● Brief: Check each line below for "start" and report how many have it, nothing else.
=-=-=-=-=
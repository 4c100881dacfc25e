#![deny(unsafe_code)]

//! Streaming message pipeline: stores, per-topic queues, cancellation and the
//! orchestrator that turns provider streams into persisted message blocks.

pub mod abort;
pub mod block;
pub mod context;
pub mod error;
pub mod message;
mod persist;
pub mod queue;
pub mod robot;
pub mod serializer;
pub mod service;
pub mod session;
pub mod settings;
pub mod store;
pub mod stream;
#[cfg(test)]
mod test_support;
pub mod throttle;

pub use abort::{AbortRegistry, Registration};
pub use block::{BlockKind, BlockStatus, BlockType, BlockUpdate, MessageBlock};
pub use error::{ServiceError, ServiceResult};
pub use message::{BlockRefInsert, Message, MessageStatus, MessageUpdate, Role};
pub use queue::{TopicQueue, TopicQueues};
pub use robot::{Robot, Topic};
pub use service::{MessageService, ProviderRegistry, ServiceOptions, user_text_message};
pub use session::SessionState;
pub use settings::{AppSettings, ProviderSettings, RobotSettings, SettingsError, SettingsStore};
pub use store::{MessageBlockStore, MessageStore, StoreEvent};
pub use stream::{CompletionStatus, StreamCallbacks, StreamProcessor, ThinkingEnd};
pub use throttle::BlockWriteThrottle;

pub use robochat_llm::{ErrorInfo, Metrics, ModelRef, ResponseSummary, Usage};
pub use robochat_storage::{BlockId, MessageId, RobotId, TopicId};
=-=-=-=-=
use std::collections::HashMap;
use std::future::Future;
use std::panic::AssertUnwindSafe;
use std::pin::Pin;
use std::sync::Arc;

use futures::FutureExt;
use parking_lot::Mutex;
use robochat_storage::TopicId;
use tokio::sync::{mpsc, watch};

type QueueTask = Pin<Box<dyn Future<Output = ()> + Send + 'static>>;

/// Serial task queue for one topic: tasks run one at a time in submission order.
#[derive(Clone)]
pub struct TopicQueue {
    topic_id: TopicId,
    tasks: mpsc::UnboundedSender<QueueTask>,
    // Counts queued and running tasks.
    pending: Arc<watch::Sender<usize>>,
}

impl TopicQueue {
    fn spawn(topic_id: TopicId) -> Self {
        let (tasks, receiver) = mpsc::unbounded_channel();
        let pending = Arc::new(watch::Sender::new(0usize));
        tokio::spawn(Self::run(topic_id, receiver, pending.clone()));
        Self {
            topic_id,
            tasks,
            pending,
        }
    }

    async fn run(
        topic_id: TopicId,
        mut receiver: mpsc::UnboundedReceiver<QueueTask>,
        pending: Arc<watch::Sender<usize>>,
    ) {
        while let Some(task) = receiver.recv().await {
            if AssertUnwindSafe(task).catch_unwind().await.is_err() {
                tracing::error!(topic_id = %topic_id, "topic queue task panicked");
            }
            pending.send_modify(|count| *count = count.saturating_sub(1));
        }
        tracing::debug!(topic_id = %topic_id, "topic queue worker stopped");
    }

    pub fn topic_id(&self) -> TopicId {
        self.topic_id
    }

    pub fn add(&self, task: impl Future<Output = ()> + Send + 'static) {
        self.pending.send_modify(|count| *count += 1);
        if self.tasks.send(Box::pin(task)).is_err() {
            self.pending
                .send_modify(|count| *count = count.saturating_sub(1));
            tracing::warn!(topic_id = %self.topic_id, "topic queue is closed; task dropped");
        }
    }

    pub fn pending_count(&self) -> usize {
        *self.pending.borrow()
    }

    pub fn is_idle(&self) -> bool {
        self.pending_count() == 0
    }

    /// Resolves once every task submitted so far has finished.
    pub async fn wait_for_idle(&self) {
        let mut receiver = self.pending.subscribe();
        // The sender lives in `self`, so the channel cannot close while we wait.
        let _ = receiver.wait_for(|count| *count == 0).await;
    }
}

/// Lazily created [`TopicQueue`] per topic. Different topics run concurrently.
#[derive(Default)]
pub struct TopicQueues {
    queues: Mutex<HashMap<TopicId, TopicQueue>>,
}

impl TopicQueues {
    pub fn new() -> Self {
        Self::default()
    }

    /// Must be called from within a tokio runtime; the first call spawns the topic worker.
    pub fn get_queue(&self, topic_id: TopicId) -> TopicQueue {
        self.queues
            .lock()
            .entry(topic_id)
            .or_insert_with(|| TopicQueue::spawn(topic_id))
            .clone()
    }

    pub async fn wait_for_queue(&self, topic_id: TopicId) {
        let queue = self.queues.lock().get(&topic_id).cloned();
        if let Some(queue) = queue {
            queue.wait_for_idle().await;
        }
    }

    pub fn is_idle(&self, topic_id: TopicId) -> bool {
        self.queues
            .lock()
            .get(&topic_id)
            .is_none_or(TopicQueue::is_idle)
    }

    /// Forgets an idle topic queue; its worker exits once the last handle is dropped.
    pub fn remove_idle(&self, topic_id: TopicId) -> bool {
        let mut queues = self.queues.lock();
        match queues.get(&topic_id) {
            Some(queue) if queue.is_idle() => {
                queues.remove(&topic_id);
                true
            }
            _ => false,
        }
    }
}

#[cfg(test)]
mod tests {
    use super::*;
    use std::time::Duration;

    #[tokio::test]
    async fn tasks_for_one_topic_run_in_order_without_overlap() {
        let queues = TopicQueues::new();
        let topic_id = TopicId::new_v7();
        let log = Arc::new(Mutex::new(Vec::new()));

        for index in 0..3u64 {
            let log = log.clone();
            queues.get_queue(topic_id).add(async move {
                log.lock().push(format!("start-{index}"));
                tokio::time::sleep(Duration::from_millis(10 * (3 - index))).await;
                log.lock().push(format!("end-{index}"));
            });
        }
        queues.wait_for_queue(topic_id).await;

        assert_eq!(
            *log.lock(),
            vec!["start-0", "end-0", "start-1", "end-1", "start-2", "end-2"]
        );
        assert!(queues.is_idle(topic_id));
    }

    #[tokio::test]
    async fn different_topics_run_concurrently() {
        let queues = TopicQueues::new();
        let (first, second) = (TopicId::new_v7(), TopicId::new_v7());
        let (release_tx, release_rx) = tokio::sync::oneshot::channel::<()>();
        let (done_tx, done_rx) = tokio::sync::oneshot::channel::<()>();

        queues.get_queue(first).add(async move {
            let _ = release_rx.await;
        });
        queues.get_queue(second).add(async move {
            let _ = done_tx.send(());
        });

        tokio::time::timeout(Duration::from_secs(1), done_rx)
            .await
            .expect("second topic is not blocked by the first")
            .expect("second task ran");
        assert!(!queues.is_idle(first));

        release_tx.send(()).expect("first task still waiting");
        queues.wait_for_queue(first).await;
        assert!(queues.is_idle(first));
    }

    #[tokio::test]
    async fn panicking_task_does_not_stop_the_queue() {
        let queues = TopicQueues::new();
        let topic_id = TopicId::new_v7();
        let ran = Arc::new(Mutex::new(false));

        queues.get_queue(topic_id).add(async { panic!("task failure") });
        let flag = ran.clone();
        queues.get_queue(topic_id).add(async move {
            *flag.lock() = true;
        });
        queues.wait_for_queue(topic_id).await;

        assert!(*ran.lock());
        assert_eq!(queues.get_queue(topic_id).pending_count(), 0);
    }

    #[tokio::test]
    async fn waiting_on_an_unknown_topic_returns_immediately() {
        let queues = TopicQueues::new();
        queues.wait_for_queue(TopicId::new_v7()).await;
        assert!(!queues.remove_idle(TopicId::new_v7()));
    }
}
=-=-=-=-=
● Solution to this problem: 2